Assigned task:
A single number is expected: the count of lines below where the word "dirs" occurs.

Records excerpted from a collection:
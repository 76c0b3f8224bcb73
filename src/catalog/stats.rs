//! Usage statistics over the catalog

use super::Catalog;
use serde::Serialize;
use std::collections::{BTreeMap, BTreeSet};

/// Icon count for one country
#[derive(Debug, Clone, PartialEq, Eq, Serialize)]
pub struct CountryCount {
    pub country: String,
    pub icons: usize,
}

/// Summary figures shown on the statistics page
#[derive(Debug, Clone, PartialEq, Eq, Serialize)]
pub struct CatalogStats {
    pub total_icons: usize,
    pub countries: usize,
    pub distinct_tags: usize,
    pub by_region: BTreeMap<String, usize>,
    pub by_category: BTreeMap<String, usize>,
    /// Countries ordered by icon count (descending), then by name
    pub top_countries: Vec<CountryCount>,
}

impl CatalogStats {
    /// Compute statistics, keeping at most `top` countries in the ranking
    #[must_use]
    pub fn compute(catalog: &Catalog, top: usize) -> Self {
        let mut by_region = BTreeMap::new();
        let mut by_category = BTreeMap::new();
        let mut by_country: BTreeMap<&str, usize> = BTreeMap::new();
        let mut tags = BTreeSet::new();

        for record in catalog.records() {
            *by_region.entry(record.region.clone()).or_insert(0) += 1;
            *by_category.entry(record.category.clone()).or_insert(0) += 1;
            *by_country.entry(record.country.as_str()).or_insert(0) += 1;
            tags.extend(record.tags.iter().map(String::as_str));
        }

        let countries = by_country.len();
        let mut ranking: Vec<CountryCount> = by_country
            .into_iter()
            .map(|(country, icons)| CountryCount {
                country: country.to_string(),
                icons,
            })
            .collect();
        // BTreeMap iteration already sorted by name; stable sort keeps that for ties
        ranking.sort_by(|a, b| b.icons.cmp(&a.icons));
        ranking.truncate(top);

        Self {
            total_icons: catalog.len(),
            countries,
            distinct_tags: tags.len(),
            by_region,
            by_category,
            top_countries: ranking,
        }
    }
}
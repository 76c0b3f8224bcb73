//! Configuration module for cityicons
//!
//! Manages where the dataset and icon images live, logging, and the roulette
//! odds. Settings are layered: built-in defaults, then the config file in the
//! user's config directory, then `CITYICONS_*` environment variables.

use crate::random::RouletteConfig;
use config::{Config, ConfigError, Environment, File, FileFormat};
use serde::{Deserialize, Serialize};
use std::fs;
use std::path::{Path, PathBuf};
use std::time::Duration;

/// Application configuration structure
#[derive(Debug, Serialize, Deserialize, Clone, PartialEq)]
#[serde(default)]
pub struct CityIconsConfig {
    /// Directory holding one JSON dataset file per region
    pub data_dir: PathBuf,

    /// Directory holding the icon image files
    pub image_dir: PathBuf,

    /// Default log filter when `CITYICONS_LOG` is not set
    pub log_level: String,

    /// Suppress informational output by default
    pub quiet: bool,

    /// Quiet period before a typed query counts as settled
    pub debounce_ms: u64,

    /// Roulette outcome odds
    pub roulette: RouletteConfig,
}

impl Default for CityIconsConfig {
    fn default() -> Self {
        let base = dirs::data_local_dir()
            .map_or_else(|| PathBuf::from("."), |dir| dir.join("cityicons"));
        Self {
            data_dir: base.join("data"),
            image_dir: base.join("icons"),
            log_level: "warn".to_string(),
            quiet: false,
            debounce_ms: 500,
            roulette: RouletteConfig::default(),
        }
    }
}

impl CityIconsConfig {
    /// Get the path to the config file
    ///
    /// # Errors
    ///
    /// Returns `ConfigError` if the system config directory cannot be determined.
    pub fn config_path() -> Result<PathBuf, ConfigError> {
        let config_dir = dirs::config_dir().ok_or_else(|| {
            ConfigError::Message("Could not determine config directory".to_string())
        })?;

        Ok(config_dir.join("cityicons").join("config.toml"))
    }

    /// Load configuration from the default location
    ///
    /// A missing config file is not an error; defaults apply.
    ///
    /// # Errors
    ///
    /// Returns `ConfigError` if the file or environment cannot be parsed, or
    /// the resulting values are out of range.
    pub fn load() -> Result<Self, ConfigError> {
        Self::load_from(&Self::config_path()?)
    }

    /// Load configuration layered over the file at `path`
    ///
    /// # Errors
    ///
    /// Returns `ConfigError` if the file or environment cannot be parsed, or
    /// the resulting values are out of range.
    pub fn load_from(path: &Path) -> Result<Self, ConfigError> {
        Self::load_layered(path, Self::environment())
    }

    /// `CITYICONS_*` variables; `__` separates nested keys
    /// (`CITYICONS_ROULETTE__ALL_SAME`)
    fn environment() -> Environment {
        Environment::with_prefix("CITYICONS")
            .prefix_separator("_")
            .separator("__")
            .try_parsing(true)
    }

    fn load_layered(path: &Path, environment: Environment) -> Result<Self, ConfigError> {
        let settings = Config::builder()
            .add_source(File::from(path).format(FileFormat::Toml).required(false))
            .add_source(environment)
            .build()?;

        let config: Self = settings.try_deserialize()?;
        config.validate()?;
        Ok(config)
    }

    /// Save configuration to the default location
    ///
    /// # Errors
    ///
    /// Returns `ConfigError` if the config directory cannot be created, the configuration
    /// cannot be serialized to TOML, or the file cannot be written.
    pub fn save(&self) -> Result<(), ConfigError> {
        self.save_to(&Self::config_path()?)
    }

    /// Save configuration to `path`
    ///
    /// # Errors
    ///
    /// Returns `ConfigError` if the parent directory cannot be created, the
    /// configuration cannot be serialized to TOML, or the file cannot be written.
    pub fn save_to(&self, path: &Path) -> Result<(), ConfigError> {
        if let Some(parent) = path.parent() {
            fs::create_dir_all(parent).map_err(|e| {
                ConfigError::Message(format!("Failed to create config directory: {e}"))
            })?;
        }

        let toml_string = toml::to_string_pretty(self)
            .map_err(|e| ConfigError::Message(format!("Failed to serialize config: {e}")))?;

        fs::write(path, toml_string)
            .map_err(|e| ConfigError::Message(format!("Failed to write config file: {e}")))?;

        Ok(())
    }

    /// Check values that deserialize fine but make no sense
    ///
    /// # Errors
    ///
    /// Returns `ConfigError::Message` describing the first bad value.
    pub fn validate(&self) -> Result<(), ConfigError> {
        self.roulette
            .validate()
            .map_err(|e| ConfigError::Message(e.to_string()))
    }

    /// Debounce quiet period
    #[must_use]
    pub const fn debounce(&self) -> Duration {
        Duration::from_millis(self.debounce_ms)
    }
}
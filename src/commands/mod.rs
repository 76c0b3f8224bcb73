//! Command implementations
//!
//! Each command is a module with an execute function that takes parsed CLI
//! args and writes its result to the given output.

pub mod config;
pub mod list;
pub mod navigate;
pub mod random;
pub mod roulette;
pub mod search;
pub mod show;
pub mod stats;

// Re-export execute functions for convenience
pub use config::execute as config;
pub use list::execute as list;
pub use navigate::execute as navigate;
pub use random::execute as random;
pub use roulette::execute as roulette;
pub use search::execute as search;
pub use show::execute as show;
pub use stats::execute as stats;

Exercise answer:
2